Thy truth, then, be thy dower.
William Shakespeare, "King Lear"
(Твоя правда пусть и будет тебе приданым. У. Шекспир, «Король Лир», — прим. автора)
Росаура толкнула дверь — та не поддалась. Дважды, трижды, и если бы не окрик отца, Росаура и не опомнилась бы, что уже молотит в дверь, как полоумная. Рядом хлопала крыльями Афина — Росаура только отмахнулась.
Достала палочку и направила её на замочную скважину. В следующий миг её отшвырнуло прочь. Она пришла в себя, чувствуя, как отец пытается усадить её в кресло. Спина болела от ушиба, с глазами творилось что-то несусветное: они перебегали от одного предмета на другой, не в силах остановиться хоть на мгновение. Из-за этого лицо отца казалось размытым белым пятном.
— Выпей это, прошу тебя. Росаура, выпей. Ты меня слышишь?
Зубы клацнули по стеклу стакана. Росауру передёрнуло. Она попыталась встать.
— Он запечатал дверь! — услышала она свой голос, в котором было больше возмущения, чем страха. Взгляд наконец-то остановился на окне, всё ещё чуть приоткрытом… Отец предугадал её порыв и удержал крепко, так крепко, что Росаура невольно вскрикнула.
Это смутило и отрезвило их обоих. Росаура увидела, как бледен и растерян отец, но он овладел собой, и его взгляд сделался на редкость суровым, а лицо скорбным. Росаура притихла, хотела вздохнуть, но ничего не вышло — в груди толкнулось рыдание, и подбородок задрожал.
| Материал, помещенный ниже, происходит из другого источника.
// src/graph/graph.rs
//! The derived undirected graph used for ranking and drawing.

use std::collections::{HashMap, HashSet};

use petgraph::graph::{NodeIndex, UnGraph};
use petgraph::visit::EdgeRef;

/// Undirected simple graph over title-cased labels.
///
/// Nodes iterate in first-insertion order. Adding an edge that already
/// exists in either direction is a no-op.
#[derive(Debug, Clone, Default)]
pub struct AbstractGraph {
    inner: UnGraph<String, ()>,
    index: HashMap<String, NodeIndex>,
}

impl AbstractGraph {
    #[must_use]
    pub fn new() -> Self {
        Self::default()
    }

    /// Adds a node if it is not present yet.
    pub fn add_node(&mut self, label: &str) -> NodeIndex {
        if let Some(&ix) = self.index.get(label) {
            return ix;
        }
        let ix = self.inner.add_node(label.to_string());
        self.index.insert(label.to_string(), ix);
        ix
    }

    /// Adds an undirected edge, creating missing endpoints.
    pub fn add_edge(&mut self, a: &str, b: &str) {
        let a = self.add_node(a);
        let b = self.add_node(b);
        self.inner.update_edge(a, b, ());
    }

    #[must_use]
    pub fn node_count(&self) -> usize {
        self.inner.node_count()
    }

    #[must_use]
    pub fn edge_count(&self) -> usize {
        self.inner.edge_count()
    }

    #[must_use]
    pub fn is_empty(&self) -> bool {
        self.inner.node_count() == 0
    }

    #[must_use]
    pub fn contains(&self, label: &str) -> bool {
        self.index.contains_key(label)
    }

    /// Labels in insertion order.
    pub fn labels(&self) -> impl Iterator<Item = &str> {
        self.inner.node_indices().map(move |ix| self.inner[ix].as_str())
    }

    /// Edges as label pairs, in insertion order.
    pub fn edges(&self) -> impl Iterator<Item = (&str, &str)> {
        self.inner.edge_references().map(move |e| {
            (
                self.inner[e.source()].as_str(),
                self.inner[e.target()].as_str(),
            )
        })
    }

    #[must_use]
    pub fn has_edge(&self, a: &str, b: &str) -> bool {
        match (self.index.get(a), self.index.get(b)) {
            (Some(&a), Some(&b)) => self.inner.find_edge(a, b).is_some(),
            _ => false,
        }
    }

    /// Number of distinct neighbors, or `None` for an unknown label.
    #[must_use]
    pub fn degree(&self, label: &str) -> Option<usize> {
        let ix = *self.index.get(label)?;
        Some(self.inner.neighbors(ix).collect::<HashSet<_>>().len())
    }

    /// Distinct neighbors of `label`, sorted.
    #[must_use]
    pub fn neighbors(&self, label: &str) -> Vec<&str> {
        let Some(&ix) = self.index.get(label) else {
            return Vec::new();
        };
        let mut out: Vec<&str> = self
            .inner
            .neighbors(ix)
            .collect::<HashSet<_>>()
            .into_iter()
            .map(|n| self.inner[n].as_str())
            .collect();
        out.sort_unstable();
        out
    }
}

#[cfg(test)]
mod tests {
    use super::*;

    #[test]
    fn reversed_edge_collapses() {
        let mut g = AbstractGraph::new();
        g.add_edge("A", "B");
        g.add_edge("B", "A");
        assert_eq!(g.edge_count(), 1);
        assert_eq!(g.degree("A"), Some(1));
    }

    #[test]
    fn self_loop_kept() {
        let mut g = AbstractGraph::new();
        g.add_edge("A", "A");
        assert_eq!(g.node_count(), 1);
        assert_eq!(g.edge_count(), 1);
        assert!(g.has_edge("A", "A"));
        assert_eq!(g.degree("A"), Some(1));
    }

    #[test]
    fn labels_keep_insertion_order() {
        let mut g = AbstractGraph::new();
        g.add_edge("C", "A");
        g.add_edge("B", "C");
        assert_eq!(g.labels().collect::<Vec<_>>(), ["C", "A", "B"]);
        assert_eq!(g.neighbors("C"), ["A", "B"]);
    }

    #[test]
    fn unknown_label_has_no_degree() {
        assert_eq!(AbstractGraph::new().degree("nobody"), None);
    }
}
// src/sync/client.rs
//! The version-control capability the synchronizer drives.

use std::path::Path;

use super::command::CommandResult;

/// The four remote operations the synchronizer needs.
///
/// Implementations report what the command did; a non-zero exit code is not
/// an `Err`. `Err` is reserved for failing to run the command at all.
pub trait VersionControlClient {
    /// Clones `remote` into `dest`.
    ///
    /// # Errors
    /// Returns error if the command could not be started.
    fn clone_repo(&mut self, remote: &str, dest: &Path) -> std::io::Result<CommandResult>;

    /// Stages `path` (relative to `work_dir`).
    ///
    /// # Errors
    /// Returns error if the command could not be started.
    fn add(&mut self, work_dir: &Path, path: &Path) -> std::io::Result<CommandResult>;

    /// Commits staged changes with `message`.
    ///
    /// # Errors
    /// Returns error if the command could not be started.
    fn commit(&mut self, work_dir: &Path, message: &str) -> std::io::Result<CommandResult>;

    /// Pushes `branch` to the remote named `remote`.
    ///
    /// # Errors
    /// Returns error if the command could not be started.
    fn push(&mut self, work_dir: &Path, remote: &str, branch: &str)
        -> std::io::Result<CommandResult>;
}
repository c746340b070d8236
// src/exit.rs
//! Process exit codes for `history-graph`.

use std::process::Termination;

use crate::error::HistoryError;

#[derive(Debug, Clone, Copy, PartialEq, Eq)]
#[repr(i32)]
pub enum HistoryExit {
    /// Operation completed successfully.
    Success = 0,
    /// Generic error (I/O, config, layout).
    Error = 1,
    /// The data file could not be decoded.
    InvalidData = 2,
    /// Clone, stage, commit or push failed.
    SyncFailed = 3,
}

impl HistoryExit {
    #[must_use]
    pub fn code(self) -> i32 {
        self as i32
    }

    /// Exit code for an error chain, looking for a [`HistoryError`] in it.
    #[must_use]
    pub fn for_error(err: &anyhow::Error) -> Self {
        match err.downcast_ref::<HistoryError>() {
            Some(HistoryError::Format(_) | HistoryError::Schema(_)) => Self::InvalidData,
            Some(
                HistoryError::Clone { .. } | HistoryError::Sync { .. } | HistoryError::NotCloned,
            ) => Self::SyncFailed,
            _ => Self::Error,
        }
    }
}

impl Termination for HistoryExit {
    fn report(self) -> std::process::ExitCode {
        #[allow(clippy::cast_sign_loss, clippy::cast_possible_truncation)]
        let code = self.code() as u8;
        std::process::ExitCode::from(code)
    }
}
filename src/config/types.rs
use serde::{Deserialize, Serialize};

/// Contents of `history_graph.toml`. Every key is optional.
#[derive(Debug, Clone, Default, PartialEq, Serialize, Deserialize)]
pub struct Config {
    #[serde(default)]
    pub repository: RepositoryConfig,
    #[serde(default)]
    pub codec: CodecConfig,
    #[serde(default)]
    pub graph: GraphConfig,
    #[serde(default)]
    pub render: RenderConfig,
    #[serde(default)]
    pub events: EventsConfig,
}

#[derive(Debug, Clone, PartialEq, Serialize, Deserialize)]
pub struct RepositoryConfig {
    #[serde(default = "default_remote_url")]
    pub remote_url: String,
    #[serde(default = "default_clone_dir")]
    pub clone_dir: String,
    #[serde(default = "default_data_file")]
    pub data_file: String,
    #[serde(default = "default_remote_name")]
    pub remote_name: String,
    #[serde(default = "default_branch")]
    pub branch: String,
}

impl Default for RepositoryConfig {
    fn default() -> Self {
        Self {
            remote_url: default_remote_url(),
            clone_dir: default_clone_dir(),
            data_file: default_data_file(),
            remote_name: default_remote_name(),
            branch: default_branch(),
        }
    }
}

fn default_remote_url() -> String { "https://github.com/jyoshimi/history_graph".to_string() }
fn default_clone_dir() -> String { "history_graph_repo".to_string() }
fn default_data_file() -> String { "history_net_data.js".to_string() }
fn default_remote_name() -> String { "origin".to_string() }
fn default_branch() -> String { "master".to_string() }

#[derive(Debug, Clone, PartialEq, Serialize, Deserialize)]
pub struct CodecConfig {
    #[serde(default = "default_prefix")]
    pub prefix: String,
    #[serde(default)]
    pub pretty: bool,
}

impl Default for CodecConfig {
    fn default() -> Self {
        Self { prefix: default_prefix(), pretty: false }
    }
}

fn default_prefix() -> String { crate::codec::DEFAULT_PREFIX.to_string() }

#[derive(Debug, Clone, Default, PartialEq, Eq, Serialize, Deserialize)]
pub struct GraphConfig {
    #[serde(default)]
    pub include_disconnected_nodes: bool,
}

#[derive(Debug, Clone, PartialEq, Serialize, Deserialize)]
pub struct RenderConfig {
    #[serde(default = "default_layout")]
    pub layout: String,
    #[serde(default = "default_node_color")]
    pub node_color: String,
    #[serde(default = "default_node_size")]
    pub node_size: f64,
    #[serde(default = "default_alpha")]
    pub alpha: f64,
    #[serde(default = "default_label_offset")]
    pub label_x_offset: f64,
    #[serde(default = "default_label_offset")]
    pub label_y_offset: f64,
    #[serde(default = "default_edge_color")]
    pub edge_color: String,
    #[serde(default = "default_edge_width")]
    pub edge_width: f64,
    #[serde(default = "default_font_size")]
    pub font_size: u32,
    #[serde(default = "default_figure_inches")]
    pub width: f64,
    #[serde(default = "default_figure_inches")]
    pub height: f64,
    #[serde(default = "default_graphviz_program")]
    pub graphviz_program: String,
}

impl Default for RenderConfig {
    fn default() -> Self {
        Self {
            layout: default_layout(),
            node_color: default_node_color(),
            node_size: default_node_size(),
            alpha: default_alpha(),
            label_x_offset: default_label_offset(),
            label_y_offset: default_label_offset(),
            edge_color: default_edge_color(),
            edge_width: default_edge_width(),
            font_size: default_font_size(),
            width: default_figure_inches(),
            height: default_figure_inches(),
            graphviz_program: default_graphviz_program(),
        }
    }
}

fn default_layout() -> String { "graphviz".to_string() }
fn default_node_color() -> String { "red".to_string() }
const fn default_node_size() -> f64 { 500.0 }
const fn default_alpha() -> f64 { 0.5 }
const fn default_label_offset() -> f64 { 0.1 }
fn default_edge_color() -> String { "grey".to_string() }
const fn default_edge_width() -> f64 { 1.0 }
const fn default_font_size() -> u32 { 18 }
const fn default_figure_inches() -> f64 { 10.0 }
fn default_graphviz_program() -> String { "neato".to_string() }

#[derive(Debug, Clone, PartialEq, Eq, Serialize, Deserialize)]
pub struct EventsConfig {
    #[serde(default = "default_true")]
    pub enabled: bool,
    #[serde(default = "default_events_dir")]
    pub dir: String,
}

impl Default for EventsConfig {
    fn default() -> Self {
        Self { enabled: true, dir: default_events_dir() }
    }
}

const fn default_true() -> bool { true }
fn default_events_dir() -> String { ".history_graph".to_string() }
// tests/common/mod.rs
//! A recording stand-in for the `git` client.
#![allow(dead_code)]

use history_graph_core::sync::{CommandResult, VersionControlClient};
use std::fs;
use std::path::Path;

pub const DATA_FILE: &str = "history_net_data.js";

pub const SCENARIO: &str = r#"data = {"nodes":[{"label":"alan turing"},{"label":"claude shannon"}],"edges":[{"from":"alan turing","to":"claude shannon"}]}"#;

/// Records every call. The step named in `fail_on` exits 1 with a
/// diagnostic; a successful clone writes `seed` as the data file. Once
/// `clones_left` reaches zero every further clone fails.
#[derive(Debug, Default)]
pub struct FakeVcs {
    pub calls: Vec<String>,
    pub fail_on: Option<&'static str>,
    pub seed: Option<String>,
    pub clones_left: Option<usize>,
}

impl FakeVcs {
    pub fn failing(step: &'static str) -> Self {
        Self {
            fail_on: Some(step),
            ..Self::default()
        }
    }

    pub fn seeded(text: &str) -> Self {
        Self {
            seed: Some(text.to_string()),
            ..Self::default()
        }
    }

    pub fn cloning_once() -> Self {
        Self {
            clones_left: Some(1),
            ..Self::default()
        }
    }

    pub fn verbs(&self) -> Vec<&str> {
        self.calls
            .iter()
            .map(|c| c.split_whitespace().next().unwrap_or(""))
            .collect()
    }

    fn finish(&mut self, verb: &'static str, call: String) -> CommandResult {
        self.calls.push(call.clone());
        if self.fail_on == Some(verb) {
            CommandResult::new(call, 1, String::new(), format!("fatal: {verb} rejected"), 0)
        } else {
            CommandResult::success(call)
        }
    }
}

impl VersionControlClient for FakeVcs {
    fn clone_repo(&mut self, remote: &str, dest: &Path) -> std::io::Result<CommandResult> {
        if self.clones_left == Some(0) {
            self.fail_on = Some("clone");
        }
        self.clones_left = self.clones_left.map(|n| n.saturating_sub(1));
        let result = self.finish("clone", format!("clone {remote} {}", dest.display()));
        if result.passed() {
            fs::create_dir_all(dest)?;
            if let Some(seed) = &self.seed {
                fs::write(dest.join(DATA_FILE), seed)?;
            }
        }
        Ok(result)
    }

    fn add(&mut self, _work_dir: &Path, path: &Path) -> std::io::Result<CommandResult> {
        Ok(self.finish("add", format!("add {}", path.display())))
    }

    fn commit(&mut self, _work_dir: &Path, message: &str) -> std::io::Result<CommandResult> {
        Ok(self.finish("commit", format!("commit {message}")))
    }

    fn push(
        &mut self,
        _work_dir: &Path,
        remote: &str,
        branch: &str,
    ) -> std::io::Result<CommandResult> {
        Ok(self.finish("push", format!("push {remote} {branch}")))
    }
}
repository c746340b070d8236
// src/config/mod.rs
pub mod types;

pub use self::types::{
    CodecConfig, Config, EventsConfig, GraphConfig, RenderConfig, RepositoryConfig,
};

use anyhow::{Context, Result};
use colored::Colorize;
use std::fs;
use std::path::{Path, PathBuf};

use crate::codec::Codec;
use crate::events::EventLogger;
use crate::graph::BuildOptions;
use crate::sync::SyncSettings;

pub const CONFIG_FILE: &str = "history_graph.toml";

impl Config {
    #[must_use]
    pub fn new() -> Self {
        Self::default()
    }

    /// Loads `path` (or `history_graph.toml`), falling back to defaults.
    ///
    /// A missing file is silent; an unreadable or invalid one prints a
    /// warning and yields defaults.
    #[must_use]
    pub fn load(path: Option<&Path>) -> Self {
        let path = path.unwrap_or(Path::new(CONFIG_FILE));
        if !path.exists() {
            return Self::new();
        }
        match fs::read_to_string(path)
            .with_context(|| format!("Failed to read {}", path.display()))
            .and_then(|content| Self::parse(&content))
        {
            Ok(config) => config,
            Err(e) => {
                eprintln!("{} {e:#}; using defaults", "warning:".yellow().bold());
                Self::new()
            }
        }
    }

    /// Parses TOML text.
    ///
    /// # Errors
    /// Returns error if the TOML is invalid or a key has the wrong type.
    pub fn parse(content: &str) -> Result<Self> {
        toml::from_str(content).context("Invalid TOML in history graph config")
    }

    /// Renders the configuration as TOML.
    ///
    /// # Errors
    /// Returns error if serialization fails.
    pub fn to_toml(&self) -> Result<String> {
        toml::to_string_pretty(self).context("Failed to serialize config")
    }

    /// Saves the configuration to `path` (or `history_graph.toml`).
    ///
    /// # Errors
    /// Returns error if serialization or the write fails.
    pub fn save(&self, path: Option<&Path>) -> Result<()> {
        let path = path.unwrap_or(Path::new(CONFIG_FILE));
        let content = self.to_toml()?;
        fs::write(path, content).with_context(|| format!("Failed to write {}", path.display()))
    }

    #[must_use]
    pub fn codec(&self) -> Codec {
        Codec::new(self.codec.prefix.clone(), self.codec.pretty)
    }

    #[must_use]
    pub fn build_options(&self) -> BuildOptions {
        BuildOptions {
            include_disconnected_nodes: self.graph.include_disconnected_nodes,
        }
    }

    #[must_use]
    pub fn sync_settings(&self) -> SyncSettings {
        SyncSettings {
            remote_name: self.repository.remote_name.clone(),
            branch: self.repository.branch.clone(),
        }
    }

    #[must_use]
    pub fn event_logger(&self) -> EventLogger {
        if self.events.enabled {
            EventLogger::new(Path::new(&self.events.dir))
        } else {
            EventLogger::disabled()
        }
    }

    #[must_use]
    pub fn clone_dir(&self) -> PathBuf {
        PathBuf::from(&self.repository.clone_dir)
    }

    #[must_use]
    pub fn data_file(&self) -> PathBuf {
        PathBuf::from(&self.repository.data_file)
    }
}
// src/events.rs
//! Machine-readable event logging for load and sync activity.
//!
//! Events are appended to `<dir>/events.jsonl`.

use anyhow::Result;
use serde::{Deserialize, Serialize};
use std::fs::{self, OpenOptions};
use std::io::Write;
use std::path::{Path, PathBuf};
use std::time::{SystemTime, UNIX_EPOCH};

#[derive(Debug, Clone, PartialEq, Serialize, Deserialize)]
#[serde(rename_all = "snake_case")]
pub enum EventKind {
    CloneStarted {
        remote: String,
    },
    CloneSucceeded {
        path: String,
    },
    CloneFailed {
        exit_code: i32,
    },
    DocumentLoaded {
        nodes: usize,
        edges: usize,
    },
    DocumentWritten {
        path: String,
        bytes: usize,
    },
    SyncStepFailed {
        step: String,
        command: String,
        exit_code: i32,
        duration_ms: u64,
    },
    PushSucceeded {
        remote: String,
        branch: String,
    },
    LayoutFallback {
        requested: String,
    },
}

#[derive(Debug, Serialize, Deserialize)]
pub struct HistoryEvent {
    pub timestamp: u64,
    pub kind: EventKind,
}

#[derive(Debug, Clone)]
pub struct EventLogger {
    log_path: Option<PathBuf>,
}

impl EventLogger {
    #[must_use]
    pub fn new(dir: &Path) -> Self {
        Self {
            log_path: Some(dir.join("events.jsonl")),
        }
    }

    /// A logger that drops every event.
    #[must_use]
    pub fn disabled() -> Self {
        Self { log_path: None }
    }

    #[must_use]
    pub fn path(&self) -> Option<&Path> {
        self.log_path.as_deref()
    }

    pub fn log(&self, kind: EventKind) {
        let Some(path) = &self.log_path else {
            return;
        };
        // Best-effort: a failed log write never fails the operation.
        if let Ok(json) = Self::serialize_event(kind) {
            let _ = Self::append_to_file(path, &json);
        }
    }

    fn serialize_event(kind: EventKind) -> Result<String> {
        let timestamp = SystemTime::now().duration_since(UNIX_EPOCH)?.as_secs();
        let event = HistoryEvent { timestamp, kind };
        Ok(serde_json::to_string(&event)?)
    }

    fn append_to_file(path: &Path, line: &str) -> Result<()> {
        if let Some(parent) = path.parent() {
            fs::create_dir_all(parent)?;
        }
        let mut file = OpenOptions::new().create(true).append(true).open(path)?;
        writeln!(file, "{line}")?;
        Ok(())
    }
}
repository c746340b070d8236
// src/cli/mod.rs
//! CLI command handlers.

pub mod args;
pub mod dispatch;
pub mod handlers;

pub use args::{Cli, Commands};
Глаза отца посветлели в сострадании.
— Там что-то ужасное, — пробормотала Росаура, цепляясь за руку отца, — там что-то ужасное, он пошёл туда один… Почему, почему он должен идти туда один, когда там что-то ужасное!..
— Росаура…
— Это невозможно, Фрэнк и Алиса, мы ведь были вместе… мы ведь буквально вчера…
Как, как это могло произойти? Почему это произошло? Но под лавиной растерянности и неверия громче выл голос из-под камня: «Почему это произошло с нами, когда всё наконец-то стало хорошо?..»
На спинке кресла примостилась Афина, сочувственно дышала и тихонько сипела своим птичьим шёпотом: «Тише, тише, милая…» Отец сел рядом, не отнимая руки от её локтя.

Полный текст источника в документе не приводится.